Во времена инков город был крупным административным центром, а нынче все историческое наследие Кочабамбы составляли высокий дверной проем, две бани из крошащегося камня и несколько каменных глыб, таких огромных, что крестьяне возделывали землю на полях, попросту обходя их стороной. Куда же делись тысячи резных камней, из которых был сложен древний город? Ответ был столь очевиден, что я даже не сразу его обнаружила. Почти у всех каменных заборов в городе угловые камни имели идеальную прямоугольную форму. Первые два ряда в фундаменте каждого дома были из кирпичей, гладких, как шлакобетонные блоки. Даже старый акведук по-прежнему использовался, хоть и зарос травой и засорился от мха. Немало камней реинкарнировалось при постройке местной церкви. На первый взгляд это казалось святотатством: подчинить народ, обратить его в другую веру, украсть его величайшие инженерные достижения и использовать их же камни для постройки храмов новому богу. Однако инки поступили так же с теми, кто жил здесь до них. Кочабамба – не музей, а живая история. Возможно, древние каменщики были бы не против, чтобы результаты их тяжелого труда попали в мозолистые руки живых людей.

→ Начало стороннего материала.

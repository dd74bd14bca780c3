//! Collision detection and resolution
//!
//! Radius-distance overlap tests plus the per-frame resolution pass:
//! ship-asteroid hits (lives, respawn, game over) and projectile-asteroid
//! hits (score, split rule). Resolution is mark-and-compact: hits are
//! recorded against a snapshot of indices first, then removals and splits
//! are applied in one pass, so collections are never spliced mid-iteration.

use super::spawn;
use super::state::{Asteroid, GameEvent, GamePhase, GameState, Projectile, Ship};
use crate::consts::*;

/// Ship-asteroid overlap. The asteroid's polygon sits inside its bounding
/// size, so the test scales the size by [`ASTEROID_HIT_FACTOR`].
#[inline]
pub fn ship_hits_asteroid(ship: &Ship, asteroid: &Asteroid) -> bool {
    ship.pos.distance(asteroid.pos) < ship.radius + asteroid.size * ASTEROID_HIT_FACTOR
}

/// Projectile-asteroid overlap
#[inline]
pub fn projectile_hits_asteroid(projectile: &Projectile, asteroid: &Asteroid) -> bool {
    projectile.pos.distance(asteroid.pos) < asteroid.size
}

/// Detect and resolve all overlaps for the current frame. Called once per
/// frame after physics; a game-over transition halts resolution immediately,
/// and a world that is not running resolves nothing at all.
pub fn resolve(state: &mut GameState) {
    if state.phase != GamePhase::Running {
        return;
    }
    resolve_ship(state);
    if state.phase != GamePhase::Running {
        return;
    }
    resolve_projectiles(state);
}

/// Ship vs. asteroids. At most one hit resolves per frame: the post-hit
/// invulnerability window exempts the ship from the remaining asteroids.
fn resolve_ship(state: &mut GameState) {
    if state.ship.is_invulnerable() {
        return;
    }
    let Some(hit_pos) = state
        .asteroids
        .iter()
        .find(|a| ship_hits_asteroid(&state.ship, a))
        .map(|a| a.pos)
    else {
        return;
    };

    let ship_pos = state.ship.pos;
    state.spawn_burst(ship_pos, SHIP_BURST_COUNT, SHIP_BURST_SIZE);
    state.lives = state.lives.saturating_sub(1);
    log::debug!(
        "ship hit by asteroid at ({:.0}, {:.0}), {} lives left",
        hit_pos.x,
        hit_pos.y,
        state.lives
    );

    if state.lives == 0 {
        state.phase = GamePhase::GameOver;
        state.events.push(GameEvent::GameOver { score: state.score });
    } else {
        let center = state.bounds / 2.0;
        state.ship.reset(center);
        state.events.push(GameEvent::ShipHit { lives_left: state.lives });
    }
}

/// Projectiles vs. asteroids. Each asteroid is consumed by at most one
/// projectile per frame: the closest overlapping one, ties breaking toward
/// the lower projectile id (earlier fire).
fn resolve_projectiles(state: &mut GameState) {
    let mut consumed = vec![false; state.projectiles.len()];
    let mut hit_asteroids: Vec<usize> = Vec::new();

    for (asteroid_idx, asteroid) in state.asteroids.iter().enumerate() {
        let mut best: Option<(usize, f32)> = None;
        for (projectile_idx, projectile) in state.projectiles.iter().enumerate() {
            if consumed[projectile_idx] || !projectile_hits_asteroid(projectile, asteroid) {
                continue;
            }
            let dist = projectile.pos.distance(asteroid.pos);
            if best.is_none_or(|(_, d)| dist < d) {
                best = Some((projectile_idx, dist));
            }
        }
        if let Some((projectile_idx, _)) = best {
            consumed[projectile_idx] = true;
            hit_asteroids.push(asteroid_idx);
        }
    }

    if hit_asteroids.is_empty() {
        return;
    }

    let mut destroyed = vec![false; state.asteroids.len()];
    let mut children: Vec<Asteroid> = Vec::new();

    for &asteroid_idx in &hit_asteroids {
        destroyed[asteroid_idx] = true;
        let parent = state.asteroids[asteroid_idx].clone();
        state.spawn_burst(parent.pos, ASTEROID_BURST_COUNT, ASTEROID_BURST_SIZE);
        state.score += ASTEROID_SCORE;

        let split = parent.size > ASTEROID_SPLIT_THRESHOLD;
        if split {
            let ids = [state.next_entity_id(), state.next_entity_id()];
            children.extend(spawn::split_asteroid(&parent, &mut state.rng, ids));
        }
        state.events.push(GameEvent::AsteroidDestroyed { split });
    }

    // Compact both collections in one pass, then attach the children
    let mut idx = 0;
    state.asteroids.retain(|_| {
        let keep = !destroyed[idx];
        idx += 1;
        keep
    });
    let mut idx = 0;
    state.projectiles.retain(|_| {
        let keep = !consumed[idx];
        idx += 1;
        keep
    });
    state.asteroids.extend(children);
}

#[cfg(test)]
mod tests {
    use super::*;
    use crate::heading_vec;
    use glam::Vec2;
    use rand::SeedableRng;
    use rand_pcg::Pcg32;

    fn running_world() -> GameState {
        let mut state = GameState::new(99, Vec2::new(800.0, 600.0));
        state.phase = GamePhase::Running;
        state
    }

    fn asteroid_at(pos: Vec2, size: f32, id: u32) -> Asteroid {
        let mut rng = Pcg32::seed_from_u64(id as u64);
        Asteroid {
            id,
            pos,
            size,
            heading: 0.0,
            speed: 0.0,
            rotation: 0.0,
            rotation_speed: 0.0,
            outline: spawn::asteroid_outline(&mut rng, size),
        }
    }

    fn projectile_at(pos: Vec2, id: u32) -> Projectile {
        Projectile {
            id,
            pos,
            heading: 0.0,
            speed: PROJECTILE_SPEED,
            life_ticks: PROJECTILE_LIFE_TICKS,
        }
    }

    #[test]
    fn ship_hit_uses_scaled_asteroid_size() {
        let ship = Ship::new(Vec2::ZERO);
        let size = 30.0;
        // Threshold is radius + size * 0.8 = 15 + 24 = 39
        let just_inside = asteroid_at(Vec2::new(38.9, 0.0), size, 1);
        let just_outside = asteroid_at(Vec2::new(39.1, 0.0), size, 2);
        assert!(ship_hits_asteroid(&ship, &just_inside));
        assert!(!ship_hits_asteroid(&ship, &just_outside));
    }

    #[test]
    fn ship_collision_costs_a_life_and_never_scores() {
        let mut state = running_world();
        state.asteroids.push(asteroid_at(state.ship.pos, 30.0, 1));
        resolve(&mut state);
        assert_eq!(state.lives, STARTING_LIVES - 1);
        assert_eq!(state.score, 0);
        assert!(state.ship.is_invulnerable());
        assert_eq!(state.ship.pos, state.bounds / 2.0);
        // The asteroid survives a ship collision
        assert_eq!(state.asteroids.len(), 1);
    }

    #[test]
    fn invulnerable_ship_takes_no_damage() {
        let mut state = running_world();
        state.ship.invulnerable_ticks = 10;
        state.asteroids.push(asteroid_at(state.ship.pos, 30.0, 1));
        resolve(&mut state);
        assert_eq!(state.lives, STARTING_LIVES);
        assert_eq!(state.phase, GamePhase::Running);
    }

    #[test]
    fn last_life_transitions_to_game_over_once() {
        let mut state = running_world();
        state.lives = 1;
        state.asteroids.push(asteroid_at(state.ship.pos, 30.0, 1));
        resolve(&mut state);
        assert_eq!(state.lives, 0);
        assert_eq!(state.phase, GamePhase::GameOver);
        assert!(state.events.contains(&GameEvent::GameOver { score: 0 }));

        // A second resolution pass must not underflow lives, re-emit, or
        // spawn another burst; the frozen world is left untouched
        state.events.clear();
        let particles = state.particles.len();
        resolve(&mut state);
        assert_eq!(state.lives, 0);
        assert!(state.events.is_empty());
        assert_eq!(state.particles.len(), particles);
    }

    #[test]
    fn large_asteroid_splits_into_two_halves() {
        let mut state = running_world();
        let pos = Vec2::new(100.0, 100.0);
        state.asteroids.push(asteroid_at(pos, 30.0, 1));
        state.projectiles.push(projectile_at(pos, 2));
        resolve(&mut state);

        assert_eq!(state.score, ASTEROID_SCORE);
        assert!(state.projectiles.is_empty());
        assert_eq!(state.asteroids.len(), 2);
        for child in &state.asteroids {
            assert_eq!(child.size, 15.0);
            assert_eq!(child.pos, pos);
        }
        assert!(state.events.contains(&GameEvent::AsteroidDestroyed { split: true }));
    }

    #[test]
    fn small_asteroid_is_removed_outright() {
        let mut state = running_world();
        let pos = Vec2::new(100.0, 100.0);
        state.asteroids.push(asteroid_at(pos, 20.0, 1));
        state.projectiles.push(projectile_at(pos, 2));
        resolve(&mut state);

        assert!(state.asteroids.is_empty());
        assert_eq!(state.score, ASTEROID_SCORE);
        assert!(state.events.contains(&GameEvent::AsteroidDestroyed { split: false }));
    }

    #[test]
    fn two_kills_in_the_same_frame_both_resolve() {
        // Regression for the in-place splicing hazard: two projectiles,
        // two asteroids, both pairs overlapping in one frame.
        let mut state = running_world();
        let a = Vec2::new(100.0, 100.0);
        let b = Vec2::new(500.0, 400.0);
        state.asteroids.push(asteroid_at(a, 18.0, 1));
        state.asteroids.push(asteroid_at(b, 18.0, 2));
        state.projectiles.push(projectile_at(a, 3));
        state.projectiles.push(projectile_at(b, 4));
        resolve(&mut state);

        assert!(state.asteroids.is_empty());
        assert!(state.projectiles.is_empty());
        assert_eq!(state.score, 2 * ASTEROID_SCORE);
    }

    #[test]
    fn closest_projectile_consumes_the_asteroid() {
        let mut state = running_world();
        let pos = Vec2::new(200.0, 200.0);
        state.asteroids.push(asteroid_at(pos, 18.0, 1));
        // Both overlap; id 3 is farther, id 4 is closer
        state.projectiles.push(projectile_at(pos + heading_vec(0.0) * 10.0, 3));
        state.projectiles.push(projectile_at(pos + heading_vec(0.0) * 2.0, 4));
        resolve(&mut state);

        assert_eq!(state.projectiles.len(), 1);
        assert_eq!(state.projectiles[0].id, 3);
        assert!(state.asteroids.is_empty());
    }

    #[test]
    fn one_projectile_consumes_at_most_one_asteroid() {
        let mut state = running_world();
        let pos = Vec2::new(200.0, 200.0);
        // Two overlapping asteroids share the playfield spot
        state.asteroids.push(asteroid_at(pos, 18.0, 1));
        state.asteroids.push(asteroid_at(pos + Vec2::new(4.0, 0.0), 18.0, 2));
        state.projectiles.push(projectile_at(pos, 3));
        resolve(&mut state);

        // The projectile is consumed by the first asteroid; the second survives
        assert_eq!(state.asteroids.len(), 1);
        assert_eq!(state.score, ASTEROID_SCORE);
    }
}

Федерико хлопотал, как беспокойная наседка, пытаясь найти нам лошадей на последний отрезок пути в Пусак. Казалось, его совсем не волновало то, что придется за один день проделать тот же путь через высокий перевал в Леймебамбу. Когда он, наконец, собрал свои скудные пожитки, я поняла, как мне будет не хватать его компании. Если бы мы могли вернуться с ним! Но его ждали родители и урожай. На окраине города он обернулся, помахал нам в последний раз и постепенно исчез из виду.